With these words, Derrick May, in a 1988 interview, gave a crystal-clear definition of "techno music". Any attempt to simplify the boundaries of this genre to the minimum would, however, deviate from any possibility of realizing how this new approach has influenced and marked so much production to come. Both in composition and in live performance. If we wanted to find a seminal moment and, above all, a protagonist for this story, we could focus on a teenage Juan Atkins in 1978. Up until that moment, in love with Parliament and funk rhythms, he found himself holding an unknown instrument for the first time. That synthesizer, which would soon lead him to a visceral love for Giorgio Moroder and Kraftwerk, produced sounds worthy of a grand UFO landing. Dragging the older Richard Davis into this new passion, he founded Cybotron with him and managed in 1982 to record Enter, an album still far from what would follow, still anchored to the canons of new wave and the influences of groups like Ultravox and personalities like Ryuichi Sakamoto. Despite this, the first hints of what techno will do in the future are all there: "Clear" is a clear example of being ahead of its time, almost disarming if you contextualize the production of the two. Detroit of those years begins to host the Zeitgeist of the unstoppable electronic revolution. By passing on this vigor and desire to experiment to friends Derrick May and Kevin Saunderson, he becomes a real mentor to them. Strong from this bond, he abandons the collaboration with Davis and, in 1985, founds the Metroplex label, inaugurating it with the single "No UFO's" under the name Model 500 (a name under which the triad Atkins-May-Saunderson is hidden).

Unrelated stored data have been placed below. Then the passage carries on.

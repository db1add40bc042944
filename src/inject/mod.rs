//! Data injection and manifest rendering.
//!
//! Config files declare named JSON data files under `injects`. The injector
//! loads every declaration into a [`Scope`] (flat keys plus
//! `<package>_<name>` namespaced maps), then renders each manifest template
//! against that scope into a `.inj` sibling file. Deploy actions always
//! operate on the rendered sibling, never the source manifest.

pub mod functions;
pub mod scope;
pub mod template;
pub mod unescape;

pub use functions::TemplateFn;
pub use scope::Scope;
pub use template::Template;
pub use unescape::unescape_entities;

use std::fs;
use std::io;
use std::path::{Path, PathBuf};

use tracing::{debug, info};

use crate::config::{load_config_file, load_json_object, normalize_path};
use crate::error::{Result, RiggerError};

/// Accumulates inject data across config files and renders manifests.
#[derive(Debug, Default)]
pub struct Injector {
    scope: Scope,
}

impl Injector {
    pub fn new() -> Self {
        Injector {
            scope: Scope::new(),
        }
    }

    /// Ingest the `injects` declarations of each config file, in order.
    /// Later files win collisions on the flat tier.
    pub fn ingest(&mut self, config_paths: &[PathBuf]) -> Result<()> {
        for path in config_paths {
            self.ingest_file(path)?;
        }
        Ok(())
    }

    /// Ingest one config file. Data paths resolve relative to the file's
    /// directory; each entry lands in scope as `<package>_<name>`.
    pub fn ingest_file(&mut self, config_path: &Path) -> Result<()> {
        let config = load_config_file(config_path)?;
        let dir = config_path.parent().unwrap_or_else(|| Path::new(""));
        for (name, data_path) in &config.injects {
            let resolved = normalize_path(&dir.join(data_path));
            let data = load_json_object(&resolved)?;
            let qualified = format!("{}_{}", config.package, name);
            debug!(
                data = %resolved.display(),
                scope = %qualified,
                keys = data.len(),
                "ingested inject data"
            );
            self.scope.merge(&qualified, data);
        }
        Ok(())
    }

    pub fn scope(&self) -> &Scope {
        &self.scope
    }

    /// Render the manifest at `path` into its `.inj` sibling and return the
    /// sibling's path. The render is a full rewrite, so repeated calls with
    /// the same scope produce identical output.
    pub fn render(&self, path: &Path) -> Result<PathBuf> {
        let source = fs::read_to_string(path).map_err(|e| match e.kind() {
            io::ErrorKind::NotFound => RiggerError::ManifestMissing {
                path: path.to_path_buf(),
            },
            _ => RiggerError::Io(e),
        })?;
        let template = Template::parse(&source, path)?;
        let base_dir = path.parent().unwrap_or_else(|| Path::new(""));
        let rendered = template.render(self.scope.as_map(), base_dir)?;
        let rendered = unescape_entities(&rendered);
        let target = injected_path(path);
        fs::write(&target, rendered)?;
        info!(manifest = %path.display(), rendered = %target.display(), "rendered manifest");
        Ok(target)
    }
}

/// The rendered sibling of a manifest path: `web.yaml` becomes
/// `web.yaml.inj`.
pub fn injected_path(path: &Path) -> PathBuf {
    let mut name = path.as_os_str().to_os_string();
    name.push(".inj");
    PathBuf::from(name)
}

#[cfg(test)]
mod tests {
    use super::*;
    use std::fs;
    use tempfile::TempDir;

    fn write_file(dir: &Path, name: &str, contents: &str) -> PathBuf {
        let path = dir.join(name);
        if let Some(parent) = path.parent() {
            fs::create_dir_all(parent).unwrap();
        }
        fs::write(&path, contents).unwrap();
        path
    }

    #[test]
    fn injected_path_appends_suffix() {
        assert_eq!(
            injected_path(Path::new("deploy/web.yaml")),
            PathBuf::from("deploy/web.yaml.inj")
        );
    }

    #[test]
    fn render_writes_sibling_with_substituted_values() {
        let temp = TempDir::new().unwrap();
        write_file(temp.path(), "vals.json", r#"{"key": "v"}"#);
        let config = write_file(
            temp.path(),
            "rigger.json",
            r#"{"package": "app", "injects": {"vals": "vals.json"}}"#,
        );
        let manifest = write_file(temp.path(), "web.yaml", "value: {{.key}}\n");

        let mut injector = Injector::new();
        injector.ingest(&[config]).unwrap();
        let rendered = injector.render(&manifest).unwrap();

        assert_eq!(rendered, temp.path().join("web.yaml.inj"));
        assert_eq!(fs::read_to_string(rendered).unwrap(), "value: v\n");
    }

    #[test]
    fn namespaced_lookup_survives_flat_collisions() {
        let temp = TempDir::new().unwrap();
        write_file(temp.path(), "a.json", r#"{"port": 80}"#);
        write_file(temp.path(), "b.json", r#"{"port": 443}"#);
        let first = write_file(
            temp.path(),
            "first.json",
            r#"{"package": "net", "injects": {"ports": "a.json"}}"#,
        );
        let second = write_file(
            temp.path(),
            "second.json",
            r#"{"package": "edge", "injects": {"ports": "b.json"}}"#,
        );
        let manifest = write_file(
            temp.path(),
            "svc.yaml",
            "flat: {{.port}}\nnet: {{.net_ports.port}}\n",
        );

        let mut injector = Injector::new();
        injector.ingest(&[first, second]).unwrap();
        let rendered = injector.render(&manifest).unwrap();

        assert_eq!(
            fs::read_to_string(rendered).unwrap(),
            "flat: 443\nnet: 80\n"
        );
    }

    #[test]
    fn data_paths_resolve_relative_to_declaring_config() {
        let temp = TempDir::new().unwrap();
        write_file(temp.path(), "deploy/data/vals.json", r#"{"name": "api"}"#);
        let config = write_file(
            temp.path(),
            "deploy/rigger.json",
            r#"{"package": "svc", "injects": {"vals": "data/vals.json"}}"#,
        );

        let mut injector = Injector::new();
        injector.ingest_file(&config).unwrap();

        assert_eq!(
            injector.scope().get("name"),
            Some(&serde_json::Value::String("api".to_string()))
        );
    }

    #[test]
    fn rendered_output_is_entity_unescaped() {
        let temp = TempDir::new().unwrap();
        write_file(temp.path(), "vals.json", r#"{"motd": "a &amp; b"}"#);
        let config = write_file(
            temp.path(),
            "rigger.json",
            r#"{"package": "app", "injects": {"vals": "vals.json"}}"#,
        );
        let manifest = write_file(temp.path(), "cfg.yaml", "motd: {{.motd}}\n");

        let mut injector = Injector::new();
        injector.ingest(&[config]).unwrap();
        let rendered = injector.render(&manifest).unwrap();

        assert_eq!(fs::read_to_string(rendered).unwrap(), "motd: a & b\n");
    }

    #[test]
    fn render_missing_manifest_reports_path() {
        let injector = Injector::new();
        let err = injector.render(Path::new("/nonexistent/web.yaml")).unwrap_err();
        assert!(matches!(err, RiggerError::ManifestMissing { .. }));
        assert!(err.to_string().contains("web.yaml"));
    }

    #[test]
    fn render_is_idempotent_for_a_fixed_scope() {
        let temp = TempDir::new().unwrap();
        let manifest = write_file(temp.path(), "plain.yaml", "static: true\n");

        let injector = Injector::new();
        let first = injector.render(&manifest).unwrap();
        let before = fs::read_to_string(&first).unwrap();
        let second = injector.render(&manifest).unwrap();

        assert_eq!(first, second);
        assert_eq!(fs::read_to_string(second).unwrap(), before);
    }
}
//! Shell completions generation command.

use clap::CommandFactory;
use clap_complete::generate;

use crate::cli::args::{Cli, CompletionsArgs};
use crate::cli::commands::{Command, CommandResult};
use crate::error::Result;

/// Command to generate shell completion scripts.
pub struct CompletionsCommand {
    args: CompletionsArgs,
}

impl CompletionsCommand {
    pub fn new(args: CompletionsArgs) -> Self {
        Self { args }
    }
}

impl Command for CompletionsCommand {
    fn execute(&self) -> Result<CommandResult> {
        let mut cmd = Cli::command();
        generate(self.args.shell, &mut cmd, "rigger", &mut std::io::stdout());
        Ok(CommandResult::success())
    }
}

With this release, Atkins intended to cover the label's expenses, not imagining the sales boom that would take his name far beyond the Detroit scene.
"No UFO's" marks the beginning of techno music, giving significant resonance to the Detroit scene. These years are characterized by the rivalry with nearby Chicago, home of what future generations would label as House. Honestly, the differences between Detroit techno and Chicago House lie more in the approach than in the musical style: the scene owes its name to the Warehouse in Chicago, being more tied to sampling and the frequent cut-and-paste from other tracks, more interested in the possibilities of new technological discoveries in music, the scene is aptly called techno. Following the growing success, Atkins becomes the guru of this musical scene, churning out a series of singles in the eighties that will indelibly mark the history of techno and electronic music as a whole.
"Classics", released in 1993, collects what our protagonist achieved in the second half of the eighties under the name Model 500. In simple terms: the birth certificate of techno. Starting from the seminal "No UFO's" up to the disorienting "Sound of Stereo" from 1987, this compilation rightfully assumes the title of a historical documentary, containing among its grooves that fusion of warmth and cold schemes characteristic of Atkins' genius. Try to follow the bass of "The Chase" transversely cut by pads and synths; the resulting outcome is worth an entire career. To demonstrate that what the three achieved at that time is light years ahead in the electronic field, the example of "Nightdrive" could be cited. The track, dated 1985, is already surprising in its outset: a syncopated bass drum that throws an alien, cold, and yet seductive sound at the listener: a true gem in the production of Model 500. The nine tracks should be mentioned one by one ("Ocean to Ocean" is concrete proof that many newcomers have invented nothing) as vast was their influence on what would happen between the eighties and nineties: Madchester and Hacienda, the first raves, the introduction of electronic equipment even in more traditional formations, the arc of bands stretching from Primal Scream to Prodigy...
Thanks to the work of these three pioneers, much has changed in the way composition, recording, performing, and even reproducing musical tracks are conceived. Placed on a path that leads from Stockhausen to Daft Punk, through the customary Kraftwerk and Moroder, Atkins has proven to be one of the most influential minds of the digital revolution, delivering to music history one of its happiest chapters. Time, Space, Transmat.